REQUIRED WORK ::
Go through the records below line by line. Count the lines with "PendingNotification" and give the count alone.

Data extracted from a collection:
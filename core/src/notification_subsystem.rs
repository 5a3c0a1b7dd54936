//! Release notifications — "your sentence is over" reminders.
//!
//! RULES:
//!   - At most one pending notification per member. Scheduling cancels
//!     whatever was pending first.
//!   - The pending map is only mutated under the member's actor lock.
//!     Callers of `reschedule` and `cancel` already hold it; `fire` takes it.
//!   - On fire, the record is re-read. A sentence that was extended or a
//!     member who opted out gets nothing.

use crate::{
    clock::Clock,
    collaborator::{ConfigStore, EventJournal, ReleaseNotifier},
    error::CrimeResult,
    event::{CrimeEvent, EventLogEntry},
    locks::ActorLocks,
    scheduler::{ScheduleHandle, Scheduler},
    types::MemberKey,
};
use std::{
    collections::HashMap,
    sync::{Arc, Mutex, PoisonError, Weak},
};
use uuid::Uuid;

struct PendingNotification {
    token:  Uuid,
    handle: ScheduleHandle,
}

pub struct NotificationSubsystem {
    scheduler: Arc<dyn Scheduler>,
    store:     Arc<dyn ConfigStore>,
    notifier:  Arc<dyn ReleaseNotifier>,
    journal:   Arc<dyn EventJournal>,
    clock:     Arc<dyn Clock>,
    locks:     Arc<ActorLocks>,
    pending:   Mutex<HashMap<MemberKey, PendingNotification>>,
}

impl NotificationSubsystem {
    pub fn new(
        scheduler: Arc<dyn Scheduler>,
        store: Arc<dyn ConfigStore>,
        notifier: Arc<dyn ReleaseNotifier>,
        journal: Arc<dyn EventJournal>,
        clock: Arc<dyn Clock>,
        locks: Arc<ActorLocks>,
    ) -> Arc<Self> {
        Arc::new(Self {
            scheduler,
            store,
            notifier,
            journal,
            clock,
            locks,
            pending: Mutex::new(HashMap::new()),
        })
    }

    /// Cancel any pending notification for `member` and schedule a new one
    /// `delay_secs` from now. Caller holds the member's lock.
    pub fn reschedule(self: &Arc<Self>, member: MemberKey, delay_secs: u64) {
        self.cancel(member);

        let token = Uuid::new_v4();
        // Weak, so queued actions never keep the subsystem alive.
        let this: Weak<Self> = Arc::downgrade(self);
        let handle = self.scheduler.schedule(
            delay_secs,
            Box::new(move || {
                if let Some(this) = this.upgrade() {
                    if let Err(e) = this.fire(member, token) {
                        log::warn!("release notification for {member} failed: {e}");
                    }
                }
            }),
        );
        log::debug!("release notification for {member} scheduled in {delay_secs}s");
        self.pending_map().insert(member, PendingNotification { token, handle });
    }

    /// Cancel the pending notification, if any. Idempotent.
    /// Caller holds the member's lock.
    pub fn cancel(&self, member: MemberKey) -> bool {
        match self.pending_map().remove(&member) {
            Some(old) => {
                old.handle.cancel();
                log::debug!("release notification for {member} cancelled");
                true
            }
            None => false,
        }
    }

    pub fn has_pending(&self, member: MemberKey) -> bool {
        self.pending_map().contains_key(&member)
    }

    pub fn pending_handle(&self, member: MemberKey) -> Option<ScheduleHandle> {
        self.pending_map().get(&member).map(|p| p.handle.clone())
    }

    fn pending_map(&self) -> std::sync::MutexGuard<'_, HashMap<MemberKey, PendingNotification>> {
        self.pending.lock().unwrap_or_else(PoisonError::into_inner)
    }

    fn fire(&self, member: MemberKey, token: Uuid) -> CrimeResult<()> {
        self.locks.with_lock(member, || {
            let current = {
                let mut pending = self.pending_map();
                match pending.get(&member) {
                    Some(p) if p.token == token => {
                        pending.remove(&member);
                        true
                    }
                    _ => false,
                }
            };
            if !current {
                // Superseded by a later reschedule or cancel.
                return Ok(());
            }

            let now = self.clock.now();
            let record = self.store.member_record(member)?;
            if record.jail_remaining(now) > 0 {
                log::debug!("{member} still jailed at notification time, skipping");
                return Ok(());
            }
            if !record.notify_on_release {
                return Ok(());
            }

            self.notifier.notify_release(member, record.jail_channel)?;
            self.journal.append(&EventLogEntry::for_member(
                "notification",
                member,
                now,
                &CrimeEvent::ReleaseNotified { channel: record.jail_channel },
            )?)?;
            log::info!("{member} notified of release");
            Ok(())
        })
    }
}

ANSWER FOR THE TASK ::
4